Posted to hdfs-user@hadoop.apache.org by Utkarsh Rathore <ut...@gmail.com> on 2012/01/24 11:59:55 UTC

Hadoop Terasort Error- "File _partition.lst does not exist"

I have a Hadoop cluster on which I have generated some data using Teragen.
But while running Terasort on this data, it gives following error.

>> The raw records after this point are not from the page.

//! Per-node lifecycle callbacks.
//!
//! Every node owns its own listener set. Events fire synchronously while the tree is dispatching,
//! in traversal order: parent before children, a serial predecessor before its successor.

use crate::animation::property::Property;
use crate::animation::value::Value;
use crate::foundation::ids::{ListenerId, NodeId};

/// One lifecycle notification for a node.
#[derive(Clone, Copy, Debug, PartialEq, serde::Serialize, serde::Deserialize)]
#[serde(tag = "type", rename_all = "snake_case")]
pub enum AnimateEvent {
    /// The node entered its active window.
    Start,
    /// The node left its active window (or, for the root, the tree finished).
    End,
    /// The tree was cancelled.
    Cancel,
    /// The tree was paused.
    Pause,
    /// The tree was resumed.
    Resume,
    /// The play direction flipped.
    Reverse {
        /// Direction after the flip.
        is_reverse: bool,
    },
    /// A new value was applied.
    Update {
        /// Leaf: interpolated keyframe value. Container: progress in `[0, 1]`.
        value: Value,
        /// Node-local play time that produced `value`.
        play_time: u64,
    },
    /// The node entered a new repeat cycle.
    Repeat {
        /// 1-based cycle index.
        count: u32,
        /// Total cycles configured.
        total: u32,
    },
}

/// Typed callbacks for node lifecycle events. Every method defaults to doing nothing.
pub trait AnimateListener {
    /// See [`AnimateEvent::Start`].
    fn on_start(&mut self, _node: NodeId) {}
    /// See [`AnimateEvent::End`].
    fn on_end(&mut self, _node: NodeId) {}
    /// See [`AnimateEvent::Cancel`].
    fn on_cancel(&mut self, _node: NodeId) {}
    /// See [`AnimateEvent::Pause`].
    fn on_pause(&mut self, _node: NodeId) {}
    /// See [`AnimateEvent::Resume`].
    fn on_resume(&mut self, _node: NodeId) {}
    /// See [`AnimateEvent::Reverse`].
    fn on_reverse(&mut self, _node: NodeId, _is_reverse: bool) {}
    /// See [`AnimateEvent::Update`].
    fn on_update(&mut self, _node: NodeId, _value: Value, _play_time: u64) {}
    /// See [`AnimateEvent::Repeat`].
    fn on_repeat(&mut self, _node: NodeId, _count: u32, _total: u32) {}
}

/// Adapter turning a closure over [`AnimateEvent`] into an [`AnimateListener`].
pub struct EventFn<F>(pub F);

impl<F> std::fmt::Debug for EventFn<F> {
    fn fmt(&self, f: &mut std::fmt::Formatter<'_>) -> std::fmt::Result {
        f.write_str("EventFn")
    }
}

impl<F> AnimateListener for EventFn<F>
where
    F: FnMut(NodeId, AnimateEvent),
{
    fn on_start(&mut self, node: NodeId) {
        (self.0)(node, AnimateEvent::Start)
    }

    fn on_end(&mut self, node: NodeId) {
        (self.0)(node, AnimateEvent::End)
    }

    fn on_cancel(&mut self, node: NodeId) {
        (self.0)(node, AnimateEvent::Cancel)
    }

    fn on_pause(&mut self, node: NodeId) {
        (self.0)(node, AnimateEvent::Pause)
    }

    fn on_resume(&mut self, node: NodeId) {
        (self.0)(node, AnimateEvent::Resume)
    }

    fn on_reverse(&mut self, node: NodeId, is_reverse: bool) {
        (self.0)(node, AnimateEvent::Reverse { is_reverse })
    }

    fn on_update(&mut self, node: NodeId, value: Value, play_time: u64) {
        (self.0)(node, AnimateEvent::Update { value, play_time })
    }

    fn on_repeat(&mut self, node: NodeId, count: u32, total: u32) {
        (self.0)(node, AnimateEvent::Repeat { count, total })
    }
}

/// Pushes every update value into a [`Property`].
pub(crate) struct PropertyBinding<P>(pub(crate) P);

impl<P: Property> AnimateListener for PropertyBinding<P> {
    fn on_update(&mut self, _node: NodeId, value: Value, _play_time: u64) {
        self.0.set(value);
    }
}

#[derive(Default)]
pub(crate) struct ListenerSet {
    entries: Vec<(ListenerId, Box<dyn AnimateListener>)>,
}

impl std::fmt::Debug for ListenerSet {
    fn fmt(&self, f: &mut std::fmt::Formatter<'_>) -> std::fmt::Result {
        f.debug_list()
            .entries(self.entries.iter().map(|(id, _)| id))
            .finish()
    }
}

impl ListenerSet {
    pub(crate) fn add(&mut self, id: ListenerId, listener: Box<dyn AnimateListener>) {
        self.entries.push((id, listener));
    }

    pub(crate) fn remove(&mut self, id: ListenerId) -> bool {
        let before = self.entries.len();
        self.entries.retain(|(entry, _)| *entry != id);
        self.entries.len() != before
    }

    pub(crate) fn len(&self) -> usize {
        self.entries.len()
    }

    pub(crate) fn emit(&mut self, node: NodeId, event: AnimateEvent) {
        for (_, l) in &mut self.entries {
            match event {
                AnimateEvent::Start => l.on_start(node),
                AnimateEvent::End => l.on_end(node),
                AnimateEvent::Cancel => l.on_cancel(node),
                AnimateEvent::Pause => l.on_pause(node),
                AnimateEvent::Resume => l.on_resume(node),
                AnimateEvent::Reverse { is_reverse } => l.on_reverse(node, is_reverse),
                AnimateEvent::Update { value, play_time } => l.on_update(node, value, play_time),
                AnimateEvent::Repeat { count, total } => l.on_repeat(node, count, total),
            }
        }
    }
}

#[cfg(test)]
#[path = "../../tests/unit/composition/listener.rs"]
mod tests;
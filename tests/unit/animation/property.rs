use super::*;
use std::cell::Cell;
use std::rc::Rc;

#[test]
fn fn_property_reads_and_writes_through_closures() {
    let width = Rc::new(Cell::new(10_i64));
    let (r, w) = (width.clone(), width.clone());
    let mut prop = property(
        move || Value::Int(r.get()),
        move |v: Value| w.set(v.as_f64() as i64),
    );
    assert_eq!(prop.get(), Value::Int(10));
    prop.set(Value::Int(42));
    assert_eq!(width.get(), 42);
}

#[test]
fn keyframes_to_start_from_current_value() {
    let prop = property(|| Value::Float(0.25), |_v: Value| {});
    let kf = keyframes_to(&prop, 1.0);
    assert_eq!(kf.values, vec![0.25, 1.0]);
    assert_eq!(kf.kind, ValueKind::Float);

    let color = property(
        || Value::Argb(crate::animation::value::Argb(0xff00_0000)),
        |_v: Value| {},
    );
    assert_eq!(keyframes_to(&color, 0xffff_ffff_u32 as f64).kind, ValueKind::Argb);
}
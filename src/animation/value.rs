use crate::foundation::error::{AnimateError, AnimateResult};

/// Linear interpolation between two values of the same type.
pub trait Lerp: Sized {
    /// Interpolate from `a` to `b` by `t` in `[0, 1]`.
    fn lerp(a: &Self, b: &Self, t: f64) -> Self;
}

impl Lerp for f64 {
    fn lerp(a: &Self, b: &Self, t: f64) -> Self {
        a + (b - a) * t
    }
}

impl Lerp for f32 {
    fn lerp(a: &Self, b: &Self, t: f64) -> Self {
        (*a as f64 + ((*b as f64 - *a as f64) * t)) as f32
    }
}

impl Lerp for i64 {
    fn lerp(a: &Self, b: &Self, t: f64) -> Self {
        (*a as f64 + (*b as f64 - *a as f64) * t).round() as i64
    }
}

/// A packed `0xAARRGGBB` color.
#[derive(Clone, Copy, Debug, PartialEq, Eq, serde::Serialize, serde::Deserialize)]
pub struct Argb(pub u32);

impl Argb {
    fn channel(self, shift: u32) -> u8 {
        ((self.0 >> shift) & 0xff) as u8
    }
}

impl Lerp for Argb {
    fn lerp(a: &Self, b: &Self, t: f64) -> Self {
        fn lerp_u8(a: u8, b: u8, t: f64) -> u32 {
            let a = f64::from(a);
            let b = f64::from(b);
            (a + (b - a) * t).round().clamp(0.0, 255.0) as u32
        }

        let mut out = 0u32;
        for shift in [24, 16, 8, 0] {
            out |= lerp_u8(a.channel(shift), b.channel(shift), t) << shift;
        }
        Self(out)
    }
}

/// How keyframe numbers are interpreted when interpolated.
#[derive(Clone, Copy, Debug, Default, PartialEq, Eq, serde::Serialize, serde::Deserialize)]
#[serde(rename_all = "snake_case")]
pub enum ValueKind {
    /// Plain floating point values.
    #[default]
    Float,
    /// Integer values, rounded to the nearest integer.
    Int,
    /// Packed `0xAARRGGBB` colors interpolated per channel.
    Argb,
}

/// The current value of an animated node.
///
/// Leaf nodes report their interpolated keyframe value; container nodes carry no value of their
/// own and report progress through their window as [`Value::Float`] in `[0, 1]`.
#[derive(Clone, Copy, Debug, PartialEq, serde::Serialize, serde::Deserialize)]
pub enum Value {
    /// Floating point value.
    Float(f64),
    /// Integer value.
    Int(i64),
    /// Packed color.
    Argb(Argb),
}

impl Value {
    /// Numeric view of the value (colors are returned as their packed integer).
    pub fn as_f64(self) -> f64 {
        match self {
            Self::Float(v) => v,
            Self::Int(v) => v as f64,
            Self::Argb(c) => f64::from(c.0),
        }
    }
}

/// Evenly spaced keyframe values over one animation cycle.
#[derive(Clone, Debug, PartialEq, serde::Serialize, serde::Deserialize)]
pub struct Keyframes {
    /// Keyframe values, first at progress 0, last at progress 1.
    pub values: Vec<f64>,
    /// Interpretation of the values.
    pub kind: ValueKind,
}

impl Keyframes {
    /// Float keyframes.
    pub fn floats(values: impl Into<Vec<f64>>) -> Self {
        Self {
            values: values.into(),
            kind: ValueKind::Float,
        }
    }

    /// Integer keyframes.
    pub fn ints(values: &[i64]) -> Self {
        Self {
            values: values.iter().map(|v| *v as f64).collect(),
            kind: ValueKind::Int,
        }
    }

    /// Color keyframes.
    pub fn argb(values: &[u32]) -> Self {
        Self {
            values: values.iter().map(|v| f64::from(*v)).collect(),
            kind: ValueKind::Argb,
        }
    }

    /// Reject empty, non-finite, or (for colors) non-packed keyframes.
    pub fn validate(&self) -> AnimateResult<()> {
        if self.values.is_empty() {
            return Err(AnimateError::validation(
                "keyframes must contain at least one value",
            ));
        }
        if self.values.iter().any(|v| !v.is_finite()) {
            return Err(AnimateError::validation("keyframe values must be finite"));
        }
        if self.kind == ValueKind::Argb
            && self
                .values
                .iter()
                .any(|v| *v < 0.0 || *v > f64::from(u32::MAX) || v.fract() != 0.0)
        {
            return Err(AnimateError::validation(
                "argb keyframes must be packed 32-bit colors",
            ));
        }
        Ok(())
    }

    /// Sample at eased cycle progress `fraction`.
    ///
    /// Values outside `[0, 1]` are clamped. With a single keyframe the value is constant.
    pub fn sample(&self, fraction: f64) -> Value {
        let n = self.values.len();
        if n == 0 {
            return self.wrap(0.0, 0.0, 0.0);
        }
        if n == 1 {
            return self.wrap(self.values[0], self.values[0], 0.0);
        }
        let f = fraction.clamp(0.0, 1.0);
        let segments = (n - 1) as f64;
        let pos = f * segments;
        let idx = (pos.floor() as usize).min(n - 2);
        let t = pos - idx as f64;
        self.wrap(self.values[idx], self.values[idx + 1], t)
    }

    fn wrap(&self, a: f64, b: f64, t: f64) -> Value {
        match self.kind {
            ValueKind::Float => Value::Float(f64::lerp(&a, &b, t)),
            ValueKind::Int => Value::Int(i64::lerp(&(a as i64), &(b as i64), t)),
            ValueKind::Argb => Value::Argb(Argb::lerp(&Argb(a as u32), &Argb(b as u32), t)),
        }
    }
}

#[cfg(test)]
#[path = "../../tests/unit/animation/value.rs"]
mod tests;
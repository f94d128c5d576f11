use smallvec::SmallVec;

use crate::animation::source::TimeSource;
use crate::composition::listener::ListenerSet;
use crate::foundation::core::TimeWindow;
use crate::foundation::ids::NodeId;

/// Whether a node animates a value itself or only groups other nodes.
#[derive(Clone, Copy, Debug, PartialEq, Eq, serde::Serialize, serde::Deserialize)]
pub enum NodeKind {
    /// Drives one value through its own time source.
    Leaf,
    /// Groups children; its duration is derived from them.
    Container,
}

/// One vertex of the composition tree.
///
/// Relations are stored as ids into the owning tree's arena. Duration fields are caches written
/// by the duration pass and are only meaningful until the next structural change.
pub(crate) struct AnimateNode {
    pub(crate) kind: NodeKind,
    pub(crate) source: Box<dyn TimeSource>,

    pub(crate) children: SmallVec<[NodeId; 4]>,
    pub(crate) parent: Option<NodeId>,
    pub(crate) previous: Option<NodeId>,
    pub(crate) next: SmallVec<[NodeId; 2]>,

    /// Leaf: own span. Container: longest serial chain among its children (one cycle).
    pub(crate) longest_duration: u64,
    pub(crate) front_duration: u64,
    pub(crate) back_duration: u64,
    /// Own span on the parent's timeline, repeats included.
    pub(crate) span: u64,

    pub(crate) is_reverse: bool,
    pub(crate) is_running: bool,
    pub(crate) last_running: bool,
    pub(crate) remembered_repeat: u32,

    pub(crate) listeners: ListenerSet,
}

impl AnimateNode {
    pub(crate) fn new(kind: NodeKind, source: Box<dyn TimeSource>) -> Self {
        Self {
            kind,
            source,
            children: SmallVec::new(),
            parent: None,
            previous: None,
            next: SmallVec::new(),
            longest_duration: 0,
            front_duration: 0,
            back_duration: 0,
            span: 0,
            is_reverse: false,
            is_running: false,
            last_running: false,
            remembered_repeat: 0,
            listeners: ListenerSet::default(),
        }
    }

    pub(crate) fn is_container(&self) -> bool {
        self.kind == NodeKind::Container
    }

    /// Active window on the root timeline for the current direction.
    pub(crate) fn window(&self) -> TimeWindow {
        let start = if self.is_reverse {
            self.back_duration
        } else {
            self.front_duration
        };
        TimeWindow::new(start, self.span)
    }

    pub(crate) fn reset_run_state(&mut self) {
        self.is_running = false;
        self.last_running = false;
        self.remembered_repeat = 0;
    }
}

impl std::fmt::Debug for AnimateNode {
    fn fmt(&self, f: &mut std::fmt::Formatter<'_>) -> std::fmt::Result {
        f.debug_struct("AnimateNode")
            .field("kind", &self.kind)
            .field("children", &self.children)
            .field("parent", &self.parent)
            .field("previous", &self.previous)
            .field("next", &self.next)
            .field("longest_duration", &self.longest_duration)
            .field("front_duration", &self.front_duration)
            .field("back_duration", &self.back_duration)
            .field("span", &self.span)
            .field("is_reverse", &self.is_reverse)
            .field("is_running", &self.is_running)
            .field("listeners", &self.listeners)
            .finish_non_exhaustive()
    }
}
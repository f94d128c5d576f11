use crate::animation::value::{Keyframes, Value};

/// Native lifecycle notifications produced by a [`TimeSource`].
///
/// Sources queue these as they happen; the owner drains them with
/// [`TimeSource::poll_events`] after every imperative call or tick.
#[derive(Clone, Copy, Debug, PartialEq, Eq, serde::Serialize, serde::Deserialize)]
pub enum SourceEvent {
    /// Playback began (after any start delay elapsed).
    Started,
    /// Current play time after a tick, in milliseconds of elapsed play in the current direction.
    Update(u64),
    /// Playback was paused.
    Paused,
    /// Playback was resumed.
    Resumed,
    /// Playback was cancelled. No `Ended` follows.
    Cancelled,
    /// Playback reached its end, or was forced there with [`TimeSource::end`].
    Ended,
}

/// Coarse playback state shared by sources and trees.
#[derive(Clone, Copy, Debug, Default, PartialEq, Eq, serde::Serialize, serde::Deserialize)]
pub enum PlayState {
    /// Never started.
    #[default]
    Idle,
    /// Started and advancing (possibly still inside its start delay).
    Running,
    /// Started and frozen until resumed.
    Paused,
    /// Reached the end.
    Ended,
    /// Cancelled before reaching the end.
    Cancelled,
}

/// A flat, single-track timeline: the host primitive every tree node is driven by.
///
/// A source knows its cycle duration, repeat count, easing and keyframes, and can map a play
/// time onto a value. It knows nothing about other sources; hierarchical composition happens in
/// [`AnimateTree`](crate::AnimateTree), which only ever ticks the root source and sets the
/// current time of all the others.
///
/// Repeat counts are 1-based: a count of `n` plays the cycle `n` times.
pub trait TimeSource {
    /// Start from the beginning after `delay` milliseconds.
    fn start(&mut self, delay: u64);
    /// Flip playback direction. An idle or finished source starts playing in the new direction.
    fn reverse(&mut self);
    /// Freeze a started source.
    fn pause(&mut self);
    /// Unfreeze a paused source.
    fn resume(&mut self);
    /// Stop a started source without reaching the end.
    fn cancel(&mut self);
    /// Jump to the end.
    fn end(&mut self);
    /// Advance the source clock by one host frame of `delta` milliseconds.
    fn advance(&mut self, delta: u64);

    /// Seek to `t` milliseconds of play. Does not queue an update event.
    fn set_current_time(&mut self, t: u64);
    /// Milliseconds of play elapsed in the current direction.
    fn current_time(&self) -> u64;

    /// Length of one cycle.
    fn duration(&self) -> u64;
    /// Set the length of one cycle.
    fn set_duration(&mut self, duration: u64);
    /// Number of cycles played (at least 1).
    fn repeat_count(&self) -> u32;
    /// Set the number of cycles.
    fn set_repeat_count(&mut self, count: u32);
    /// Delay passed to the last [`TimeSource::start`].
    fn start_delay(&self) -> u64;

    /// Play length excluding the start delay: `duration * repeat_count`.
    fn play_span(&self) -> u64 {
        self.duration()
            .saturating_mul(u64::from(self.repeat_count().max(1)))
    }

    /// Full length including the start delay.
    fn total_duration(&self) -> u64 {
        self.start_delay().saturating_add(self.play_span())
    }

    /// Replace the keyframe values.
    fn set_keyframes(&mut self, keyframes: Keyframes);
    /// Value at the current time.
    fn animated_value(&self) -> Value;

    /// Started and not yet ended or cancelled (paused counts as started).
    fn is_started(&self) -> bool;
    /// Started, past its delay, and not paused.
    fn is_running(&self) -> bool;
    /// Paused.
    fn is_paused(&self) -> bool;
    /// Started but still waiting out its start delay (paused or not).
    fn is_delaying(&self) -> bool;

    /// Move all queued events into `out`, oldest first.
    fn poll_events(&mut self, out: &mut Vec<SourceEvent>);
}
pub(crate) mod core;
pub(crate) mod error;
pub(crate) mod ids;
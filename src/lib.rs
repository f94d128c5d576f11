//! Kinema composes many single-track animations into one hierarchical timeline.
//!
//! Build an [`AnimateTree`], create leaves around [`TimeSource`]s (usually [`FlatTimeline`]),
//! and wire them serially, in parallel, or inside nested containers with a
//! [`CompositionBuilder`]. The tree derives every node's offset from the structure, then drives
//! the whole composition from a single root clock:
//!
//! - [`AnimateTree::start`], [`AnimateTree::reverse`], [`AnimateTree::pause`],
//!   [`AnimateTree::resume`], [`AnimateTree::cancel`], [`AnimateTree::end`]
//! - [`AnimateTree::advance`] once per host frame
//! - per-node [`AnimateListener`]s or closures observe start/end/update/repeat events
#![forbid(unsafe_code)]
#![deny(missing_docs)]

mod foundation;

pub(crate) mod animation;
pub(crate) mod composition;

pub use crate::foundation::core::{TimeWindow, clamp_local};
pub use crate::foundation::error::{AnimateError, AnimateResult};
pub use crate::foundation::ids::{ListenerId, NodeId};

pub use crate::animation::ease::Ease;
pub use crate::animation::property::{FnProperty, Property, keyframes_to, property};
pub use crate::animation::source::{PlayState, SourceEvent, TimeSource};
pub use crate::animation::timeline::{FlatTimeline, TimelineOpts};
pub use crate::animation::value::{Argb, Keyframes, Lerp, Value, ValueKind};

pub use crate::composition::dsl::CompositionBuilder;
pub use crate::composition::listener::{AnimateEvent, AnimateListener, EventFn};
pub use crate::composition::node::NodeKind;
pub use crate::composition::tree::AnimateTree;
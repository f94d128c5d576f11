//! Lifecycle of a whole tree. Only the root clock is ever started or ticked; every other node
//! follows through dispatch.

use crate::animation::source::{PlayState, SourceEvent};
use crate::animation::value::Value;
use crate::composition::dispatch::repeat_index;
use crate::composition::listener::AnimateEvent;
use crate::composition::tree::AnimateTree;

impl AnimateTree {
    /// Play the tree from its current direction's beginning after `delay` milliseconds.
    #[tracing::instrument(skip(self))]
    pub fn start(&mut self, delay: u64) {
        self.measure();
        self.reset_run_state();
        let root = self.root;
        self.at_mut(root).source.start(delay);
        tracing::debug!(total = self.total_duration(), "tree started");
        self.pump();
    }

    /// Flip the play direction of every node.
    ///
    /// A playing tree continues from its mirrored position. A tree still inside its start delay
    /// keeps waiting and then plays from the new direction's beginning. An idle, ended or
    /// cancelled tree starts over from the far end.
    #[tracing::instrument(skip(self))]
    pub fn reverse(&mut self) {
        self.measure();
        let root = self.root;
        let was_started = self.at(root).source.is_started();
        let pending = self.at(root).source.is_delaying();
        let is_reverse = !self.at(root).is_reverse;

        let mut ids = Vec::new();
        self.collect_preorder(root, &mut ids);
        for &id in &ids {
            self.at_mut(id).is_reverse = is_reverse;
            self.emit(id, AnimateEvent::Reverse { is_reverse });
        }
        if !was_started || pending {
            self.reset_run_state();
        }
        self.last_root_time = None;

        self.at_mut(root).source.reverse();
        tracing::debug!(is_reverse, was_started, pending, "tree reversed");
        self.pump();
        if was_started && !pending {
            let t = self.at(root).source.current_time();
            self.root_update(t);
        }
    }

    /// Freeze a playing tree.
    pub fn pause(&mut self) {
        let root = self.root;
        self.at_mut(root).source.pause();
        self.pump();
    }

    /// Continue a paused tree.
    pub fn resume(&mut self) {
        let root = self.root;
        self.at_mut(root).source.resume();
        self.pump();
    }

    /// Stop a playing tree where it is. No node receives `End`.
    pub fn cancel(&mut self) {
        let root = self.root;
        self.at_mut(root).source.cancel();
        self.pump();
    }

    /// Jump to the end: every node gets its final value and the root fires `End`.
    #[tracing::instrument(skip(self))]
    pub fn end(&mut self) {
        self.measure();
        let root = self.root;
        if !self.at(root).source.is_started() {
            self.reset_run_state();
        }
        self.at_mut(root).source.end();
        self.pump();
    }

    /// Seek the whole tree to root time `t` (clamped to the total duration).
    pub fn set_current_play_time(&mut self, t: u64) {
        self.measure();
        let t = t.min(self.total_duration());
        let root = self.root;
        self.at_mut(root).source.set_current_time(t);
        self.last_root_time = None;
        self.root_update(t);
    }

    /// Advance the root clock by one host frame of `delta` milliseconds.
    pub fn advance(&mut self, delta: u64) {
        let root = self.root;
        self.at_mut(root).source.advance(delta);
        self.pump();
    }

    /// Whether the tree is paused.
    pub fn is_paused(&self) -> bool {
        self.state == PlayState::Paused
    }

    fn reset_run_state(&mut self) {
        for n in &mut self.nodes {
            n.reset_run_state();
        }
        self.last_root_time = None;
    }

    // Drain the root source until it stops producing events.
    fn pump(&mut self) {
        let root = self.root;
        loop {
            let mut events = std::mem::take(&mut self.scratch);
            self.at_mut(root).source.poll_events(&mut events);
            if events.is_empty() {
                self.scratch = events;
                return;
            }
            for event in events.drain(..) {
                self.handle_source_event(event);
            }
            self.scratch = events;
        }
    }

    fn handle_source_event(&mut self, event: SourceEvent) {
        let root = self.root;
        match event {
            SourceEvent::Started => {
                self.state = PlayState::Running;
                self.emit(root, AnimateEvent::Start);
                let t = self.at(root).source.current_time();
                self.root_update(t);
            }
            SourceEvent::Update(p) => self.root_update(p),
            SourceEvent::Ended => {
                let total = self.total_duration();
                self.root_update(total);
                self.state = PlayState::Ended;
                tracing::debug!("tree ended");
                self.emit(root, AnimateEvent::End);
            }
            SourceEvent::Paused => {
                self.state = PlayState::Paused;
                self.fan_out(AnimateEvent::Pause);
            }
            SourceEvent::Resumed => {
                self.state = PlayState::Running;
                self.fan_out(AnimateEvent::Resume);
            }
            SourceEvent::Cancelled => {
                self.state = PlayState::Cancelled;
                for n in &mut self.nodes {
                    n.is_running = false;
                    n.last_running = false;
                }
                tracing::debug!("tree cancelled");
                self.fan_out(AnimateEvent::Cancel);
            }
        }
    }

    fn fan_out(&mut self, event: AnimateEvent) {
        let mut ids = Vec::new();
        self.collect_preorder(self.root, &mut ids);
        for id in ids {
            self.emit(id, event);
        }
    }

    /// Apply root play time `p` (elapsed in the current direction) to the whole tree.
    pub(crate) fn root_update(&mut self, p: u64) {
        if self.last_root_time == Some(p) {
            return;
        }
        self.last_root_time = Some(p);

        let root = self.root;
        let cycle = self.cycle_length();
        let total = self.total_duration();

        let repeats = self.at(root).source.repeat_count().max(1);
        let index = if total == 0 {
            repeats
        } else {
            repeat_index(p, total, cycle, repeats)
        };
        if self.announce_repeats(root, index, repeats) {
            self.dispatch_play_time(root, cycle);
            self.reset_descendant_repeats(root);
        }

        let local = if self.at(root).is_reverse {
            total.saturating_sub(p)
        } else {
            p.min(total)
        };
        let progress = if total == 0 {
            0.0
        } else {
            local as f64 / total as f64
        };
        self.emit(
            root,
            AnimateEvent::Update {
                value: Value::Float(progress),
                play_time: local,
            },
        );

        let folded = if p >= total {
            cycle
        } else if cycle == 0 {
            0
        } else {
            p % cycle
        };
        tracing::trace!(p, folded, "dispatching root time");
        self.dispatch_play_time(root, folded);
    }
}

#[cfg(test)]
#[path = "../../tests/unit/composition/playback.rs"]
mod tests;
/// Stable index of a node inside an [`AnimateTree`](crate::AnimateTree) arena.
///
/// Ids are never reused for the lifetime of a tree; a detached node keeps its id and may be
/// attached again.
#[derive(Debug, Clone, Copy, PartialEq, Eq, Hash, PartialOrd, Ord)]
pub struct NodeId(pub u32);

impl NodeId {
    pub(crate) fn index(self) -> usize {
        self.0 as usize
    }
}

/// Handle returned when registering a listener, used to remove it again.
#[derive(Debug, Clone, Copy, PartialEq, Eq, Hash, PartialOrd, Ord)]
pub struct ListenerId(pub u64);
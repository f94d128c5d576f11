/// Span of global play time during which a node is active.
///
/// Both bounds are in milliseconds from the start of the root timeline (or from its end when the
/// tree plays reversed).
#[derive(Clone, Copy, Debug, Default, PartialEq, Eq, serde::Serialize, serde::Deserialize)]
pub struct TimeWindow {
    /// First millisecond of the window.
    pub start: u64,
    /// Length of the window.
    pub len: u64,
}

impl TimeWindow {
    /// Create a window starting at `start` lasting `len` milliseconds.
    pub fn new(start: u64, len: u64) -> Self {
        Self { start, len }
    }

    /// Exclusive end of the window.
    pub fn end(self) -> u64 {
        self.start.saturating_add(self.len)
    }

    /// Half-open membership: `start <= t < end`. Used for the running state.
    pub fn contains(self, t: u64) -> bool {
        self.start <= t && t < self.end()
    }

    /// Closed membership: `start <= t <= end`. Used to decide whether a tick applies a value,
    /// so the final value of a window is still committed on the tick that lands on its end.
    pub fn covers(self, t: u64) -> bool {
        self.start <= t && t <= self.end()
    }

    /// Whether `t` lies at or before the start of the window.
    pub fn is_before(self, t: u64) -> bool {
        t <= self.start
    }

    /// Whether `t` lies at or past the end of the window.
    pub fn is_after(self, t: u64) -> bool {
        t >= self.end()
    }
}

/// Clamp a signed local time into `[0, len]`.
///
/// Ticks rarely land exactly on window bounds; a few milliseconds of overshoot either way are
/// expected and folded back here.
pub fn clamp_local(local: i64, len: u64) -> u64 {
    if local <= 0 {
        return 0;
    }
    (local as u64).min(len)
}

#[cfg(test)]
#[path = "../../tests/unit/foundation/core.rs"]
mod tests;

java.lang.RuntimeException: Error in configuring object
        at org.apache.hadoop.util.
ReflectionUtils.setJobConf(ReflectionUtils.java:93)
        at
org.apache.hadoop.util.ReflectionUtils.setConf(ReflectionUtils.java:64)
        at
org.apache.hadoop.util.ReflectionUtils.newInstance(ReflectionUtils.java:117)
        at
org.apache.hadoop.mapred.MapTask$OldOutputCollector.<init>(MapTask.java:481)
        at org.apache.hadoop.mapred.MapTask.runOldMapper(MapTask.java:391)
        at org.apache.hadoop.mapred.MapTask.run(MapTask.java:325)
        at
org.apache.hadoop.mapred.LocalJobRunner$Job.run(LocalJobRunner.java:210)
Caused by: java.lang.reflect.InvocationTargetException
        at sun.reflect.NativeMethodAccessorImpl.invoke0(Native Method)
        at
sun.reflect.NativeMethodAccessorImpl.invoke(NativeMethodAccessorImpl.java:39)
        at
sun.reflect.DelegatingMethodAccessorImpl.invoke(DelegatingMethodAccessorImpl.java:25)
        at java.lang.reflect.Method.invoke(Method.java:597)
        at
org.apache.hadoop.util.ReflectionUtils.setJobConf(ReflectionUtils.java:88)
        ... 6 more

I have generated some data using Teragen on my Hadoop cluster. But when I
run
Caused by: java.lang.IllegalArgumentException: can't read paritions file
        at
org.apache.hadoop.examples.terasort.TeraSort$TotalOrderPartitioner.configure(TeraSort.java:213)
        ... 11 more
Caused by: java.io.FileNotFoundException: File _partition.lst does not
exist.
        at
org.apache.hadoop.fs.RawLocalFileSystem.getFileStatus(RawLocalFileSystem.java:383)
        at
org.apache.hadoop.fs.FilterFileSystem.getFileStatus(FilterFileSystem.java:251)
        at org.apache.hadoop.fs.FileSystem.getLength(FileSystem.java:776)
        at
org.apache.hadoop.io.SequenceFile$Reader.<init>(SequenceFile.java:1424)
        at
org.apache.hadoop.io.SequenceFile$Reader.<init>(SequenceFile.java:1419)
        at
org.apache.hadoop.examples.terasort.TeraSort$TotalOrderPartitioner.readPartitions(TeraSort.java:153)
        at
org.apache.hadoop.examples.terasort.TeraSort$TotalOrderPartitioner.configure(TeraSort.java:210)
        ... 11 more

HDFS *does* shows this file in its listing and I’m unable to understand why
is Terasort unable to find this flle.

bash-3.2$ hadoop dfs -lsr /user/hduser/
drwxrwxrwx   - hdfs supergroup          0 2012-01-24 14:12
/user/hduser/terasort-input1
-rw-r--r--   1 hdfs supergroup             0 2012-01-24 00:38
/user/hduser/terasort-input1/_SUCCESS
-rw-r--r--   1 hdfs supergroup           129 2012-01-24 14:12
/user/hduser/terasort-input1/_partition.lst
-rw-r--r--   1 hdfs supergroup 1000000000000 2012-01-23 15:25
/user/hduser/terasort-input1/part-00000

I tried changing the file permissions, ownership and copying the
_partition.lst file at root of HDFS (so that relative path does not matter)
but nothing seems to work. Online forums/mailing lists also don't help.

Any help/pointers on this will be appreciated.

~Utkarsh